UNRWA won’t evacuate from Rafah so it can continue to provide aid to those who stay behind, said Scott Anderson, the agency’s director in Gaza.

“We will provide aid to people wherever they choose to be,” he told the AP.

The U.N. says an attack on Rafah could disrupt the distribution of aid keeping Palestinians alive across Gaza. The Rafah crossing into Egypt, a main entry point for aid to Gaza, lies in the evacuation zone. The crossing remained open Monday after the Israeli order.

Jan Egeland, secretary-general of the Norwegian Refugee Council, condemned the “forced, unlawful” evacuation order and the idea that people should go to Muwasi.

“The area is already overstretched and devoid of vital services,” Egeland said. He said that an Israeli assault could lead to “the deadliest phase of this war.”

Israel’s bombardment and ground offensives in Gaza have killed more than 34,700 Palestinians, around two-thirds of them children and women, according to Gaza health officials. The tally doesn’t distinguish between civilians and combatants. More than 80% of the population of 2.3 million have been driven from their homes, and hundreds of thousands in the north are on the brink of famine, according to the U.N.
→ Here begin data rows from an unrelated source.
use std::pin::Pin;
use std::task::{Context, Poll};

use futures_util::Stream;
use tokio::sync::{mpsc, oneshot};

use crate::error::{GateError, GateResult};
use crate::proto::QueryResult;

/// Client handle of one streaming call: an ordered sequence of partial results plus a deferred
/// terminal status. The sequence can be consumed once; `finish` yields the status after it ends.
#[derive(Debug)]
pub struct QueryStream {
    rx: mpsc::UnboundedReceiver<QueryResult>,
    status: oneshot::Receiver<GateResult<()>>,
}

impl QueryStream {
    pub fn new(rx: mpsc::UnboundedReceiver<QueryResult>, status: oneshot::Receiver<GateResult<()>>) -> Self {
        Self { rx, status }
    }

    /// Next partial result, or `None` once the producer has finished.
    pub async fn next_result(&mut self) -> Option<QueryResult> {
        self.rx.recv().await
    }

    /// Terminal status of the call. Partial results not yet consumed are discarded.
    pub async fn finish(mut self) -> GateResult<()> {
        while self.rx.recv().await.is_some() {}
        match self.status.await {
            Ok(status) => status,
            Err(_) => Err(GateError::transport("stream ended without a terminal status")),
        }
    }

    /// Drains every partial result, returning the messages as received and the terminal status.
    pub async fn collect_all(mut self) -> (Vec<QueryResult>, GateResult<()>) {
        let mut parts = Vec::new();
        while let Some(part) = self.rx.recv().await {
            parts.push(part);
        }
        let status = self.finish().await;
        (parts, status)
    }

    /// Reassembles the stream into one result. Counters stay zero: streamed messages never carry them.
    pub async fn reassemble(self) -> GateResult<QueryResult> {
        let (parts, status) = self.collect_all().await;
        status?;
        let mut acc = QueryResult::default();
        for part in parts {
            acc.absorb(part);
        }
        Ok(acc)
    }
}

impl Stream for QueryStream {
    type Item = QueryResult;

    fn poll_next(mut self: Pin<&mut Self>, cx: &mut Context<'_>) -> Poll<Option<Self::Item>> {
        self.rx.poll_recv(cx)
    }
}

#[cfg(test)]
mod tests {
    use super::*;
    use crate::proto::Field;
    use futures_util::StreamExt;

    #[tokio::test]
    async fn sequence_then_status() {
        let (tx, rx) = mpsc::unbounded_channel();
        let (status_tx, status_rx) = oneshot::channel();
        tx.send(QueryResult { fields: vec![Field::new("f", 1)], ..Default::default() }).unwrap();
        drop(tx);
        status_tx.send(Err(GateError::application("app error"))).unwrap();
        let mut stream = QueryStream::new(rx, status_rx);
        assert_eq!(stream.next().await.map(|r| r.fields.len()), Some(1));
        assert!(stream.next().await.is_none());
        assert_eq!(stream.finish().await, Err(GateError::application("app error")));
    }

    #[tokio::test]
    async fn missing_status_is_a_transport_error() {
        let (tx, rx) = mpsc::unbounded_channel::<QueryResult>();
        let (status_tx, status_rx) = oneshot::channel::<GateResult<()>>();
        drop(tx);
        drop(status_tx);
        let err = QueryStream::new(rx, status_rx).finish().await.unwrap_err();
        assert_eq!(err.code_str(), "transport");
    }
}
Tensions escalated Sunday when Hamas fired rockets at Israeli troops positioned on the border with Gaza near Israel’s main crossing for delivering humanitarian aid, killing four soldiers. Israel shuttered the crossing — but Shoshani said it wouldn’t affect how much aid enters Gaza as others are working.

Meanwhile, Israeli airstrikes on Rafah killed 22 people, including children and two infants, according to a hospital.

The war was sparked by the unprecedented Oct. 7 raid into southern Israel in which Hamas and other militants killed around 1,200 people, mostly civilians, and abducted around 250 hostages. After exchanges during a November cease-fire, Hamas is believed to still hold about 100 Israelis captive as well the bodies of around 30 others.